Im Vergleich zu anderen Lebewesen kommt dem Lymphsystem für den Menschen eine ganz besondere Bedeutung zu. Der erste Grund ist sein aufrechter Gang, mit dem sich der Mensch von seinen Verwandten, den Affen, abhob. So günstig diese Aufrichtung für die Entwicklung war, sie wurde erkauft mit einer erhöhten Druckbelastung der Blutgefäße in den Beinen. Diese stehen beim Stehen und Gehen unter Dauerdruck und lassen dadurch mehr Flüssigkeit ins Gewebe der Beine sickern. Würden wir uns weiterhin auf allen Vieren fortbewegen, wäre dieses Buch also wahrscheinlich überflüssig.

 

Der zweite Grund hat ebenfalls mit unserer Entwicklungsgeschichte zu tun. Die Menschen verloren den größten Teil der Haare und zogen als „nackte Affen“ durch Savannen und Wälder. Ein Fell ist jedoch nicht nur kleidsam, es schützt vor allem gegen Kälte. Um nicht zu erfrieren, entwickelte sich beim Menschen eine dicke Fettschicht in der Unterhaut, die uns anstelle des Felles vor der Unterkühlung schützt. Dieses Unterhautfett durfte nicht zu dünn sein. Um eine Fell von einem Zentimeter Höhe zu ersetzen, benötigt man eine 4 cm dickes Fettpolster! Kein anderes Lebewesen, nicht einmal Schweine, verfügen über einen so dicken Fettmantel selbst im Bereich von Armen und Beinen, womit wir Menschen gut gegen kalte Nächte im Freien geschützt sind. Doch der Wärmeschutz hat auch seine Nachteile und hier kommt das Thema „Lymphe“ ins Spiel.

 

Der Mensch verfügt durch seine dicke Isolierung über eine ausgeprägte Unterhaut, mit viel lockerem und dehnbaren Bindegewebe. Dieses Gebiet entwickelte sich im Zusammenhang mit dem aufrechten Gang und dem hohen Blutdruck zu einer Risikoregion für eine übermäßige Ansammlung nicht nur für Fett sondern auch für Flüssigkeit.
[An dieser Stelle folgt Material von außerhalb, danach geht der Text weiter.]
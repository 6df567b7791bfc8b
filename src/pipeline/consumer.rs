//! Consumer loop: source → enrich → validate → accumulate → flush
//!
//! Runs on a single task and is the only writer to the store. Each iteration
//! is one of three states:
//!
//! - `Polling`: a read bounded by the poll timeout, so the time trigger is
//!   never starved by an idle source
//! - `Flushing`: drain the accumulator and write the batch
//! - `Draining`: final best-effort flush before exit, entered on shutdown or
//!   when the source closes
//!
//! A failed write drops the drained batch. There is no retry queue: memory
//! stays bounded and the loop keeps moving at the cost of losing that batch.

use std::sync::Arc;
use std::time::Duration;
use tokio::sync::watch;
use tracing::{debug, error, info, warn};

use crate::enrich::Enricher;
use crate::models::{Batch, NormalizedEvent, RawEvent};
use crate::pipeline::{BatchAccumulator, EventSource, SourceError, ValidationError, Validator};
use crate::storage::AnalyticsStore;

#[derive(Debug, Clone, Copy, PartialEq, Eq)]
enum LoopState {
    Polling,
    Flushing,
    Draining,
}

/// Counters for one run of the loop
#[derive(Debug, Clone, Default, PartialEq, Eq)]
pub struct ConsumerStats {
    pub received: u64,
    pub decode_failures: u64,
    pub rejected: u64,
    pub degraded: u64,
    pub batches_written: u64,
    pub events_written: u64,
    pub batches_dropped: u64,
    pub events_dropped: u64,
}

#[derive(Debug)]
enum Skip {
    Decode(serde_json::Error),
    Invalid(ValidationError),
}

pub struct ConsumerLoop<S: EventSource> {
    source: S,
    enricher: Arc<Enricher>,
    validator: Validator,
    accumulator: BatchAccumulator,
    store: Arc<dyn AnalyticsStore>,
    poll_timeout: Duration,
    shutdown: watch::Receiver<bool>,
    stats: ConsumerStats,
}

impl<S: EventSource> ConsumerLoop<S> {
    pub fn new(
        source: S,
        enricher: Arc<Enricher>,
        validator: Validator,
        accumulator: BatchAccumulator,
        store: Arc<dyn AnalyticsStore>,
        poll_timeout: Duration,
        shutdown: watch::Receiver<bool>,
    ) -> Self {
        Self {
            source,
            enricher,
            validator,
            accumulator,
            store,
            poll_timeout,
            shutdown,
            stats: ConsumerStats::default(),
        }
    }

    /// Run until shutdown is signalled or the source closes
    pub async fn run(mut self) -> ConsumerStats {
        info!(
            batch_size = self.accumulator.max_size(),
            flush_interval_ms = self.accumulator.flush_interval().as_millis() as u64,
            "Starting to read analytics events"
        );

        let mut state = LoopState::Polling;
        loop {
            state = match state {
                LoopState::Polling => {
                    if self.shutdown_requested() {
                        LoopState::Draining
                    } else if self.accumulator.should_flush() {
                        LoopState::Flushing
                    } else {
                        self.poll().await
                    }
                }
                LoopState::Flushing => {
                    self.flush().await;
                    LoopState::Polling
                }
                LoopState::Draining => {
                    info!("Shutting down analytics consumer...");
                    self.flush().await;
                    break;
                }
            };
        }

        info!(stats = ?self.stats, "Analytics consumer stopped");
        self.stats
    }

    fn shutdown_requested(&self) -> bool {
        *self.shutdown.borrow()
    }

    async fn poll(&mut self) -> LoopState {
        let message = match self.source.recv(self.poll_timeout).await {
            Ok(Some(message)) => message,
            Ok(None) => return LoopState::Polling,
            Err(SourceError::Closed) => {
                info!("Event source closed");
                return LoopState::Draining;
            }
            Err(e) => {
                error!(error = %e, "Error reading message");
                return LoopState::Polling;
            }
        };

        self.stats.received += 1;
        match self.process(&message).await {
            Ok(event) => {
                self.accumulator.append(event);
                if self.accumulator.is_full() {
                    LoopState::Flushing
                } else {
                    LoopState::Polling
                }
            }
            Err(Skip::Decode(e)) => {
                self.stats.decode_failures += 1;
                warn!(error = %e, "Error decoding event, skipping message");
                LoopState::Polling
            }
            Err(Skip::Invalid(e)) => {
                self.stats.rejected += 1;
                warn!(error = %e, "Validation failed for event, skipping message");
                LoopState::Polling
            }
        }
    }

    async fn process(&mut self, message: &[u8]) -> Result<NormalizedEvent, Skip> {
        let raw = RawEvent::from_slice(message).map_err(Skip::Decode)?;
        let enriched = self.enricher.enrich(raw).await;
        if enriched.is_degraded() {
            self.stats.degraded += 1;
            debug!(
                code = %enriched.value.code,
                degradation = ?enriched.degradation,
                "Event enriched with fallback values"
            );
        }
        self.validator
            .validate(&enriched.value)
            .map_err(Skip::Invalid)?;
        Ok(enriched.value)
    }

    async fn flush(&mut self) {
        let Some(batch) = self.accumulator.drain() else {
            return;
        };
        self.write(batch).await;
    }

    async fn write(&mut self, batch: Batch) {
        let size = batch.len();
        match self.store.write_batch(batch).await {
            Ok(()) => {
                self.stats.batches_written += 1;
                self.stats.events_written += size as u64;
                info!(size, "Successfully inserted batch");
            }
            Err(e) => {
                self.stats.batches_dropped += 1;
                self.stats.events_dropped += size as u64;
                error!(size, error = %e, "Error inserting batch, dropping it");
            }
        }
    }
}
Überschreitet dies ein gewisses Maß, bezeichnen wir dies als „Ödem“. Das dehnbare Unterhautgewebe ist somit der Ort, an dem sich am leichtesten ein Flüssigkeit (z.B. als Lymphödem) ansammelt.


Drei Faktoren

Drei Faktoren begünstigen beim Menschen die Entstehung von Ödemen:

 

• Hoher Blutdruck

• Aufrechter Gang

• Dickes Unterhautfett

 

Das Lymphsystem dienst also dazu, alle Stoffe abzutransportieren, die zwischen den Zellen im Bindegewebe entsehen. Das sind neben der Flüssigkeit, vor allem Einweiße, Zellen, aber auch Fremd- und Schadstoffe. Darüberhinaus hat es eine entscheidende Bedeutung für die Funktion der Abwehr.

Der große Unteschied zwischen Blutgefäßen und Lymphsystem liegt darin, dass das Lymphsystem nur einen Halbkreis bildet. Es beginnt blind in der Peripherie und transportiert die Lymphe zurück zum Herz.